→ **Your instructions**
As the answer, set down the lines below from the one containing "filename src/rest/mod.rs" through the one containing "mod traits;", exactly and inclusively, and no others.

+++ Exercise data

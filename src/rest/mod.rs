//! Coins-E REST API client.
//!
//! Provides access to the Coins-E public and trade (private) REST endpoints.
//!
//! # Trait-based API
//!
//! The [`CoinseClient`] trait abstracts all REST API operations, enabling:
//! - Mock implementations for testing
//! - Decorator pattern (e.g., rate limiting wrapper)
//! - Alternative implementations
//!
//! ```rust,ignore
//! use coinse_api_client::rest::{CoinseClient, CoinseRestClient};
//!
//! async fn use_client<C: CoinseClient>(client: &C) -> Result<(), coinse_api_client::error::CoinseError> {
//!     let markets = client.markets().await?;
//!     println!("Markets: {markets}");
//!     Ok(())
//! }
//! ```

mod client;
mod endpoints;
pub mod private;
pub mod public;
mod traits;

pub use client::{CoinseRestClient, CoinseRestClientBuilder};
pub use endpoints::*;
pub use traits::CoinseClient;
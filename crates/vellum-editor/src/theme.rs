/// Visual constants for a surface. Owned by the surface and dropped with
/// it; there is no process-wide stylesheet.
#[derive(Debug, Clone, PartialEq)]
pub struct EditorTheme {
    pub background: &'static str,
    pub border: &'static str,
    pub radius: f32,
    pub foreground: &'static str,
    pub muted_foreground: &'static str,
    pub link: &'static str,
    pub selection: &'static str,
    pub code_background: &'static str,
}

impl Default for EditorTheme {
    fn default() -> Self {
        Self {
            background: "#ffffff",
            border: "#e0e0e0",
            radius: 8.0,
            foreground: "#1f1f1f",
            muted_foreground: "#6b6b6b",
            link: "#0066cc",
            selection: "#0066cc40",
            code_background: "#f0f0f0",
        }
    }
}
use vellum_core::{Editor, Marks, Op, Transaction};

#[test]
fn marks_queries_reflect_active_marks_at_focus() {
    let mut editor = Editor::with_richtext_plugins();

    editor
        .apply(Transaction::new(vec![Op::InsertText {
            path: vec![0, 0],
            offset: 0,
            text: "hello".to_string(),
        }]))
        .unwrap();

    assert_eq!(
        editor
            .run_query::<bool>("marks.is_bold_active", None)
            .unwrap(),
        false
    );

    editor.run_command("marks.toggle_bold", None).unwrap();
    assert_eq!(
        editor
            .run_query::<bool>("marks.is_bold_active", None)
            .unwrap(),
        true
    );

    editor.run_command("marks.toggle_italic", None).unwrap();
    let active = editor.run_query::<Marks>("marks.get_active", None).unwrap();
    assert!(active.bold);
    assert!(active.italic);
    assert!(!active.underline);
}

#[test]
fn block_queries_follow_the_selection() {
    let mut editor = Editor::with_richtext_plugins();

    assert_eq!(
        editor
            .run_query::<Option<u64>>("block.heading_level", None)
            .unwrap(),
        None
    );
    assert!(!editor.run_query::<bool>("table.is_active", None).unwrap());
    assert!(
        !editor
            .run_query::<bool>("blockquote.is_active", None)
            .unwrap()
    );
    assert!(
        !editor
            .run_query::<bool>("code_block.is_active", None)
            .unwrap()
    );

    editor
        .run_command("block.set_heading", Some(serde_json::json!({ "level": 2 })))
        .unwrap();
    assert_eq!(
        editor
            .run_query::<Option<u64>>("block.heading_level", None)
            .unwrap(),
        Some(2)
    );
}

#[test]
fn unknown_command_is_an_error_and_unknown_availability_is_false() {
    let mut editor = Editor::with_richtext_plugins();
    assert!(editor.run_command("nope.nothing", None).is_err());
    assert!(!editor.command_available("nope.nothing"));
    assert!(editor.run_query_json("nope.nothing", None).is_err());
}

++++++
+++ Exercise data

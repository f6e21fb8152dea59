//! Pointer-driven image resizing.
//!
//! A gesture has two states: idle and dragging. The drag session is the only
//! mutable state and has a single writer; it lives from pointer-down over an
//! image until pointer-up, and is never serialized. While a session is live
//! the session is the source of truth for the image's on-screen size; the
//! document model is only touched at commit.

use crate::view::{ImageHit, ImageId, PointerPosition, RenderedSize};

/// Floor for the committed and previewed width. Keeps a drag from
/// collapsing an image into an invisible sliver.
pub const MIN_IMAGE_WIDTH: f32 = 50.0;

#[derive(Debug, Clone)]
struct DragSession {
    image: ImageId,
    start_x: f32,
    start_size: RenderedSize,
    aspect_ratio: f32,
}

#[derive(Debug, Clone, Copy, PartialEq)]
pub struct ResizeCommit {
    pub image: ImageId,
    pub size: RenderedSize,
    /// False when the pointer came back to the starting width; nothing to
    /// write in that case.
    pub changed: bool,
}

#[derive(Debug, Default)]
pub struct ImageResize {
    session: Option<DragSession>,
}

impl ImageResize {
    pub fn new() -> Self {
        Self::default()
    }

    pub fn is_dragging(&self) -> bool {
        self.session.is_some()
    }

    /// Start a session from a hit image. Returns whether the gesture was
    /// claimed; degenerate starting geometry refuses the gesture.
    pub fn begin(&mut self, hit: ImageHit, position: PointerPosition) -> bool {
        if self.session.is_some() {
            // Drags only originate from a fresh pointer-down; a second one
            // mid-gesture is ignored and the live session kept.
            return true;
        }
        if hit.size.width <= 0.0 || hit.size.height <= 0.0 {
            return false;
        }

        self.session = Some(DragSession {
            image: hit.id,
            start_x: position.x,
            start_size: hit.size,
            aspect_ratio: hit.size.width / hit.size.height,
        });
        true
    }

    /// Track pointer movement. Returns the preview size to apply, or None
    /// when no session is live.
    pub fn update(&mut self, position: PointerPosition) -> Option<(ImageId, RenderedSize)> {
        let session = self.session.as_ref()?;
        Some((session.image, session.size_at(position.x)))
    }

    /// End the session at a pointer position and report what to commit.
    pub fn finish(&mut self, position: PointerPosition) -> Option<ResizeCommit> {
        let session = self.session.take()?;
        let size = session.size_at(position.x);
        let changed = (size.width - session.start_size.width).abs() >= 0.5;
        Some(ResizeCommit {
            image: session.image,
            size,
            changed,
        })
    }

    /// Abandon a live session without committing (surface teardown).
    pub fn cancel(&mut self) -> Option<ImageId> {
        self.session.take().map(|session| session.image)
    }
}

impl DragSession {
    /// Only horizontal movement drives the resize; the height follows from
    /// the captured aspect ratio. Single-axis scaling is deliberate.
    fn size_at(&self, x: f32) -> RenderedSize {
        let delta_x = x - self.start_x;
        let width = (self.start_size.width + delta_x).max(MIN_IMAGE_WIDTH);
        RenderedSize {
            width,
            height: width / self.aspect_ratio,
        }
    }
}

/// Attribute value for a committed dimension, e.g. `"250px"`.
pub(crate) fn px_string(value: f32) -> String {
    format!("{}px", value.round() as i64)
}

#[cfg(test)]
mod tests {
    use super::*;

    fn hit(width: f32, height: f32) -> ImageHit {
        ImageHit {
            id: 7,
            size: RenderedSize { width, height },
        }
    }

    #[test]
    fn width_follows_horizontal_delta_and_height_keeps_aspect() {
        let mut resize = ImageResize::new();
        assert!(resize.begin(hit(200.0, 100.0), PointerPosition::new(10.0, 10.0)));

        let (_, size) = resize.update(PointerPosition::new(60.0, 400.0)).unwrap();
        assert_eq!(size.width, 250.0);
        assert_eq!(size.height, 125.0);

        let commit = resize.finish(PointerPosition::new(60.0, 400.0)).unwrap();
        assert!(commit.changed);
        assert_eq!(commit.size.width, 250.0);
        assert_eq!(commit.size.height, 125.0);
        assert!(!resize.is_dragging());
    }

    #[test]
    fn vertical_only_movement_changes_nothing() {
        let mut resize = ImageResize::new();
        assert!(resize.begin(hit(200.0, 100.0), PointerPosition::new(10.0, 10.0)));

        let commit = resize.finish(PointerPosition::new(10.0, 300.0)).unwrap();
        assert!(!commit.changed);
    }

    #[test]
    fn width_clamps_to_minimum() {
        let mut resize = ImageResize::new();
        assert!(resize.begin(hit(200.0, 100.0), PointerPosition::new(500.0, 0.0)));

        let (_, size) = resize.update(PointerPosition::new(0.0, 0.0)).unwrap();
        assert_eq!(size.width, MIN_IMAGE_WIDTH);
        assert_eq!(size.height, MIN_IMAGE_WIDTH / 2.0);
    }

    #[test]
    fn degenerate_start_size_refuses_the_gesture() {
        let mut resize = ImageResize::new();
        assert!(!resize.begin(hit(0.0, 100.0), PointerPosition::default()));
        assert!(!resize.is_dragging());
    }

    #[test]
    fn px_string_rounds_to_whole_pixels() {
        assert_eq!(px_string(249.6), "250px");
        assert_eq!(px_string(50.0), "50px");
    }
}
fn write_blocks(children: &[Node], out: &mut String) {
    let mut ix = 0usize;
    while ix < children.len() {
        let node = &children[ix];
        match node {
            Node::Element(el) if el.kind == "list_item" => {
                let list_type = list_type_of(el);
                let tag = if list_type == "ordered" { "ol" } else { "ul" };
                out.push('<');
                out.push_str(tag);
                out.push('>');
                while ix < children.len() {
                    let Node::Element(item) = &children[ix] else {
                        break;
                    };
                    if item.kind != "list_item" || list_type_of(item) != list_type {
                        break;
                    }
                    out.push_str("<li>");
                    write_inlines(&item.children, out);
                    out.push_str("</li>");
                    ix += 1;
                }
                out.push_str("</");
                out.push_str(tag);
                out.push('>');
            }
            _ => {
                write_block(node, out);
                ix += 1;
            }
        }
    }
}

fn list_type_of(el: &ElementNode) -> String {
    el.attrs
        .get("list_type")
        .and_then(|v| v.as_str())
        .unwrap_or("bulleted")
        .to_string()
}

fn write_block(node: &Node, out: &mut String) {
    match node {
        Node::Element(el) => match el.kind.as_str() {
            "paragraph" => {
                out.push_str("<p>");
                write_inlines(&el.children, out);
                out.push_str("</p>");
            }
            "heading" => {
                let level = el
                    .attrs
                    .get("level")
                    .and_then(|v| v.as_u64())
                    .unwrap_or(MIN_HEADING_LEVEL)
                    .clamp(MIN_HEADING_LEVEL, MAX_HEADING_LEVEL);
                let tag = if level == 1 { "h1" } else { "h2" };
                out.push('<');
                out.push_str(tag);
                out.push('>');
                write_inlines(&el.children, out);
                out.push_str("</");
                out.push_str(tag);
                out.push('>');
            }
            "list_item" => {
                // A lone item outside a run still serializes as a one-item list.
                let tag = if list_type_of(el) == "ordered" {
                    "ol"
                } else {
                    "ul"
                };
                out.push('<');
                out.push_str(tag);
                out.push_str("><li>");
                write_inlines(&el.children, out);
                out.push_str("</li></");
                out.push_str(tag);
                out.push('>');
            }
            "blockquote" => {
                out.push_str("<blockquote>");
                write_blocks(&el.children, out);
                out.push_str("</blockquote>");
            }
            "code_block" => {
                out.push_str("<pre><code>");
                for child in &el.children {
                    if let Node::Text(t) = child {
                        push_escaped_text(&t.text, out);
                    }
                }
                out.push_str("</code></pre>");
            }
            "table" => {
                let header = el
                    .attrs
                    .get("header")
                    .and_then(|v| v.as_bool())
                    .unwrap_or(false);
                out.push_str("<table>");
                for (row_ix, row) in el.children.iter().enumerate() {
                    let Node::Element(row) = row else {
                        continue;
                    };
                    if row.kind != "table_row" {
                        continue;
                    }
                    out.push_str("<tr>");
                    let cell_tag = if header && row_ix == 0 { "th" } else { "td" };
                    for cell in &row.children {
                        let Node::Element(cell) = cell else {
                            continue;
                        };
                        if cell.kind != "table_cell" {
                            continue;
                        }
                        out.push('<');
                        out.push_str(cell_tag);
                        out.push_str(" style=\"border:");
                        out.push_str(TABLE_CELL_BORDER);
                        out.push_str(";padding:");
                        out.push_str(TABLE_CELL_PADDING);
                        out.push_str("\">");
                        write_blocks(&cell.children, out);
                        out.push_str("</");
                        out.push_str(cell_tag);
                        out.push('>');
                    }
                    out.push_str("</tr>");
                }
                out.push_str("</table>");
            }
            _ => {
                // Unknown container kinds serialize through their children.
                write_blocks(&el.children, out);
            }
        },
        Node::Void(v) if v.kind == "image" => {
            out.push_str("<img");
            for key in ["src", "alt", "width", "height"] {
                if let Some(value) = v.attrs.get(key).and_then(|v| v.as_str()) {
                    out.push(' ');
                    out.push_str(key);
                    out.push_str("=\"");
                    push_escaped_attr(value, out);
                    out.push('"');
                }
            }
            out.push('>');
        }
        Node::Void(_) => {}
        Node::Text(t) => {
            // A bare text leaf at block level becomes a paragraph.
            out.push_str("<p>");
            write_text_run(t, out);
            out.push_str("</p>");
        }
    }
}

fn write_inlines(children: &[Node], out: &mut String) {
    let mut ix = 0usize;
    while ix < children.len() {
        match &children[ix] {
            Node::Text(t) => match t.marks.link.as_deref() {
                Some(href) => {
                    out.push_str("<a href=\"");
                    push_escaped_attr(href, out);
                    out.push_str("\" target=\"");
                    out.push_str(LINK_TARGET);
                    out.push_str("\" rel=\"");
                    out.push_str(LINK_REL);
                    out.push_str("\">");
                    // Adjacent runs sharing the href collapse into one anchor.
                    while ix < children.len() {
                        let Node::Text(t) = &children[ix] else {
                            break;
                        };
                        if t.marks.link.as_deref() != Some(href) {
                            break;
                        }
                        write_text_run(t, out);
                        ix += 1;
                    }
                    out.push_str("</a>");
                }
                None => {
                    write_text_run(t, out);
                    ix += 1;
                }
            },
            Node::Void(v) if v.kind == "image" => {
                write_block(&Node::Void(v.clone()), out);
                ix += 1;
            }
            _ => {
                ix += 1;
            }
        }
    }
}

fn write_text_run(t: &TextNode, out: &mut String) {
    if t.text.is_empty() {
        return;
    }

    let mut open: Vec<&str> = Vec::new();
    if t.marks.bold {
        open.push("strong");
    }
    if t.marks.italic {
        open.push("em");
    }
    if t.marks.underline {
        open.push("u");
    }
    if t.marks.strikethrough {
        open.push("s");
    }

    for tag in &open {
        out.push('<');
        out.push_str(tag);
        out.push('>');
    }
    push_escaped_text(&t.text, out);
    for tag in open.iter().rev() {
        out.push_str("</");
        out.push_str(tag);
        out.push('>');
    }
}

++++++

→ **Exercise answer**
filename src/rest/mod.rs
//! Coins-E REST API client.
//!
//! Provides access to the Coins-E public and trade (private) REST endpoints.
//!
//! # Trait-based API
//!
//! The [`CoinseClient`] trait abstracts all REST API operations, enabling:
//! - Mock implementations for testing
//! - Decorator pattern (e.g., rate limiting wrapper)
//! - Alternative implementations
//!
//! ```rust,ignore
//! use coinse_api_client::rest::{CoinseClient, CoinseRestClient};
//!
//! async fn use_client<C: CoinseClient>(client: &C) -> Result<(), coinse_api_client::error::CoinseError> {
//!     let markets = client.markets().await?;
//!     println!("Markets: {markets}");
//!     Ok(())
//! }
//! ```

mod client;
mod endpoints;
pub mod private;
pub mod public;
mod traits;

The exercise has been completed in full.